_ACTIVITY:_
Write out, from the entries below, exactly the lines that run between the lines holding "assert_eq!(entry.timers[2].work_time, Some(20));" and "assert_eq!(repeated.len(), 3);", inclusive, and stop there.

_INPUT DATA:_

use clap::Subcommand;
use intervals_core::workout::format_compact;
use intervals_core::{Command, ValidationError, WorkoutSnapshot};

use super::{print_json, CliResult, Session};

#[derive(Subcommand)]
pub enum HistoryAction {
    /// List completed workouts, oldest first
    List,
    /// Load a completed workout's timers for another run
    Repeat {
        /// History entry id
        id: String,
    },
}

pub fn run(action: HistoryAction) -> CliResult {
    let mut session = Session::open()?;

    match action {
        HistoryAction::List => {
            let mut entries = Vec::new();
            for entry in session.store.history().list() {
                let text = format_compact(entry.total_duration);
                let mut value = serde_json::to_value(entry)?;
                if let Some(fields) = value.as_object_mut() {
                    fields.insert("totalDurationText".into(), text.into());
                }
                entries.push(value);
            }
            print_json(&entries)?;
            return Ok(());
        }
        HistoryAction::Repeat { id } => {
            let entry = session
                .store
                .history()
                .find(&id)
                .ok_or_else(|| ValidationError::NotFound {
                    collection: "history".into(),
                    id: id.clone(),
                })?;
            session.store.dispatch(Command::ResetTimerState);
            session
                .store
                .dispatch(Command::LoadState(WorkoutSnapshot::from_timers(entry.repeat_timers())));
            print_json(&session.store.timer_views())?;
        }
    }

    session.save()?;
    Ok(())
}
//! # Intervals Core Library
//!
//! Core logic for the Intervals workout timer: an ordered list of timers
//! (stopwatch, countdown, XY, Tabata) run back to back, with pause, resume,
//! fast-forward, persistence and a history of finished workouts. The CLI is
//! a thin layer over this crate.
//!
//! ## Architecture
//!
//! - **Timer model**: definitions, duration calculator and the per-timer
//!   interval state machine
//! - **Workout store**: the single owner of workout state; every mutation is
//!   a [`Command`] passed to [`WorkoutStore::dispatch`]
//! - **Tick driver**: a one-second cooperative task that advances the clock
//! - **Storage**: a key-value port with SQLite and in-memory backends, the
//!   snapshot autosaver, the history archive and TOML configuration
//! - **Share**: URL-safe encoding of a timer list
//!
//! ## Key Components
//!
//! - [`WorkoutStore`]: reducer over [`WorkoutState`]
//! - [`TickDriver`]: periodic driver returning a cancellable [`TaskHandle`]
//! - [`KeyValueStore`]: persistence port
//! - [`HistoryArchive`]: completed-workout log

pub mod error;
pub mod events;
pub mod share;
pub mod storage;
pub mod task;
pub mod timer;
pub mod workout;

pub use error::{ConfigError, CoreError, StorageError, ValidationError};
pub use events::Event;
pub use storage::{
    Autosaver, Config, Database, HistoryArchive, KeyValueStore, MemoryStore, WorkoutHistoryEntry,
    WorkoutSnapshot,
};
pub use task::TaskHandle;
pub use timer::{TimerDefinition, TimerDraft, TimerKind, TimerState};
pub use workout::{
    Command, SharedStore, TickDriver, TimerView, WorkoutState, WorkoutStatus, WorkoutStore,
};
//! Append-only archive of completed workouts.

use std::sync::Arc;

use chrono::{DateTime, Utc};
use serde::{Deserialize, Serialize};

use super::KeyValueStore;
use crate::error::StorageError;
use crate::timer::{total_duration, total_workout_duration, TimerDefinition, TimerKind, TimerState};

/// Storage key of the archive.
pub const HISTORY_KEY: &str = "workoutHistory";

/// Reduced view of one timer inside a history entry.
#[derive(Debug, Clone, PartialEq, Eq, Serialize, Deserialize)]
#[serde(rename_all = "camelCase")]
pub struct TimerSummary {
    pub id: String,
    pub name: String,
    #[serde(rename = "type")]
    pub kind: TimerKind,
    /// Total run length in seconds, derived for round-based timers.
    pub duration: u64,
    #[serde(default, skip_serializing_if = "Option::is_none")]
    pub rounds: Option<u32>,
    #[serde(default, skip_serializing_if = "Option::is_none")]
    pub round_time: Option<u64>,
    #[serde(default, skip_serializing_if = "Option::is_none")]
    pub work_time: Option<u64>,
    #[serde(default, skip_serializing_if = "Option::is_none")]
    pub rest_time: Option<u64>,
}

impl From<&TimerDefinition> for TimerSummary {
    fn from(timer: &TimerDefinition) -> Self {
        Self {
            id: timer.id.clone(),
            name: timer.name.clone(),
            kind: timer.kind,
            duration: total_duration(timer),
            rounds: timer.rounds,
            round_time: timer.round_time,
            work_time: timer.work_time,
            rest_time: timer.rest_time,
        }
    }
}

/// A completed workout. Written once and never modified.
#[derive(Debug, Clone, PartialEq, Eq, Serialize, Deserialize)]
#[serde(rename_all = "camelCase")]
pub struct WorkoutHistoryEntry {
    pub id: String,
    pub date: DateTime<Utc>,
    pub total_duration: u64,
    pub timers: Vec<TimerSummary>,
}

impl WorkoutHistoryEntry {
    /// Summarize a finished workout.
    pub fn from_timers(timers: &[TimerDefinition], completed_at: DateTime<Utc>) -> Self {
        Self {
            id: uuid::Uuid::new_v4().to_string(),
            date: completed_at,
            total_duration: total_workout_duration(timers),
            timers: timers.iter().map(TimerSummary::from).collect(),
        }
    }

    /// Fresh timers for running this workout again.
    ///
    /// Every timer gets a new id and creation time and starts not running.
    pub fn repeat_timers(&self) -> Vec<TimerDefinition> {
        let now = Utc::now().timestamp_millis();
        self.timers
            .iter()
            .enumerate()
            .map(|(i, summary)| TimerDefinition {
                id: uuid::Uuid::new_v4().to_string(),
                kind: summary.kind,
                name: if summary.name.trim().is_empty() {
                    format!("Timer {}", i + 1)
                } else {
                    summary.name.clone()
                },
                duration: summary.duration,
                round_time: summary.round_time,
                work_time: summary.work_time,
                rest_time: summary.rest_time,
                rounds: summary.rounds,
                state: TimerState::NotRunning,
                added_at: now,
            })
            .collect()
    }
}

/// Archive of completed workouts, newest last.
#[derive(Clone)]
pub struct HistoryArchive {
    kv: Arc<dyn KeyValueStore>,
}

impl HistoryArchive {
    pub fn new(kv: Arc<dyn KeyValueStore>) -> Self {
        Self { kv }
    }

    /// All entries in insertion order. Unreadable archives read as empty.
    pub fn list(&self) -> Vec<WorkoutHistoryEntry> {
        match self.kv.get(HISTORY_KEY) {
            Ok(Some(raw)) => serde_json::from_str(&raw).unwrap_or_else(|e| {
                tracing::debug!("ignoring malformed workout history: {e}");
                Vec::new()
            }),
            Ok(None) => Vec::new(),
            Err(e) => {
                tracing::warn!("could not read workout history: {e}");
                Vec::new()
            }
        }
    }

    pub fn find(&self, id: &str) -> Option<WorkoutHistoryEntry> {
        self.list().into_iter().find(|entry| entry.id == id)
    }

    /// Read the archive, append `entry` and write it back.
    ///
    /// # Errors
    /// Returns an error if the archive cannot be written.
    pub fn append(&self, entry: WorkoutHistoryEntry) -> Result<(), StorageError> {
        let mut entries = self.list();
        entries.push(entry);
        let raw = serde_json::to_string(&entries).map_err(|e| StorageError::Encode {
            key: HISTORY_KEY.to_string(),
            message: e.to_string(),
        })?;
        self.kv.set(HISTORY_KEY, &raw)
    }
}

#[cfg(test)]
mod tests {
    use super::*;
    use crate::storage::MemoryStore;

    fn sample_timers() -> Vec<TimerDefinition> {
        vec![
            TimerDefinition::countdown("Warmup", 60),
            TimerDefinition::xy("EMOM", 3, 45),
            TimerDefinition::tabata("Finisher", 8, 20, 10),
        ]
    }

    #[test]
    fn entry_summarizes_derived_totals() {
        let entry = WorkoutHistoryEntry::from_timers(&sample_timers(), Utc::now());
        assert_eq!(entry.total_duration, 60 + 135 + 240);
        assert_eq!(entry.timers[1].duration, 135);
        assert_eq!(entry.timers[2].work_time, Some(20));
        assert_eq!(entry.timers[0].rounds, None);
    }

    #[test]
    fn append_keeps_insertion_order() {
        let archive = HistoryArchive::new(Arc::new(MemoryStore::new()));
        assert!(archive.list().is_empty());

        let first = WorkoutHistoryEntry::from_timers(&sample_timers(), Utc::now());
        let second = WorkoutHistoryEntry::from_timers(&sample_timers()[..1], Utc::now());
        archive.append(first.clone()).unwrap();
        archive.append(second.clone()).unwrap();

        let listed = archive.list();
        assert_eq!(listed, vec![first.clone(), second]);
        assert_eq!(archive.find(&first.id), Some(first));
        assert_eq!(archive.find("missing"), None);
    }

    #[test]
    fn malformed_archive_reads_empty_and_is_replaced_on_append() {
        let kv = Arc::new(MemoryStore::new());
        kv.set(HISTORY_KEY, "not json").unwrap();
        let archive = HistoryArchive::new(kv);
        assert!(archive.list().is_empty());

        archive
            .append(WorkoutHistoryEntry::from_timers(&sample_timers(), Utc::now()))
            .unwrap();
        assert_eq!(archive.list().len(), 1);
    }

    #[test]
    fn repeat_timers_are_fresh_copies() {
        let timers = sample_timers();
        let entry = WorkoutHistoryEntry::from_timers(&timers, Utc::now());
        let repeated = entry.repeat_timers();
        assert_eq!(repeated.len(), 3);
        for (original, copy) in timers.iter().zip(&repeated) {
            assert_ne!(original.id, copy.id);
            assert_eq!(original.name, copy.name);
            assert_eq!(total_duration(original), total_duration(copy));
            assert_eq!(copy.state, TimerState::NotRunning);
        }
    }

    #[test]
    fn wire_format_is_camel_case() {
        let entry = WorkoutHistoryEntry::from_timers(&sample_timers(), Utc::now());
        let value = serde_json::to_value(&entry).unwrap();
        assert!(value.get("totalDuration").is_some());
        assert_eq!(value["timers"][2]["type"], "tabata");
        assert_eq!(value["timers"][2]["restTime"], 10);
    }
}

_RESULT FOR THIS EXERCISE:_
        assert_eq!(entry.timers[2].work_time, Some(20));
        assert_eq!(entry.timers[0].rounds, None);
    }

    #[test]
    fn append_keeps_insertion_order() {
        let archive = HistoryArchive::new(Arc::new(MemoryStore::new()));
        assert!(archive.list().is_empty());

        let first = WorkoutHistoryEntry::from_timers(&sample_timers(), Utc::now());
        let second = WorkoutHistoryEntry::from_timers(&sample_timers()[..1], Utc::now());
        archive.append(first.clone()).unwrap();
        archive.append(second.clone()).unwrap();

        let listed = archive.list();
        assert_eq!(listed, vec![first.clone(), second]);
        assert_eq!(archive.find(&first.id), Some(first));
        assert_eq!(archive.find("missing"), None);
    }

    #[test]
    fn malformed_archive_reads_empty_and_is_replaced_on_append() {
        let kv = Arc::new(MemoryStore::new());
        kv.set(HISTORY_KEY, "not json").unwrap();
        let archive = HistoryArchive::new(kv);
        assert!(archive.list().is_empty());

        archive
            .append(WorkoutHistoryEntry::from_timers(&sample_timers(), Utc::now()))
            .unwrap();
        assert_eq!(archive.list().len(), 1);
    }

    #[test]
    fn repeat_timers_are_fresh_copies() {
        let timers = sample_timers();
        let entry = WorkoutHistoryEntry::from_timers(&timers, Utc::now());
        let repeated = entry.repeat_timers();
        assert_eq!(repeated.len(), 3);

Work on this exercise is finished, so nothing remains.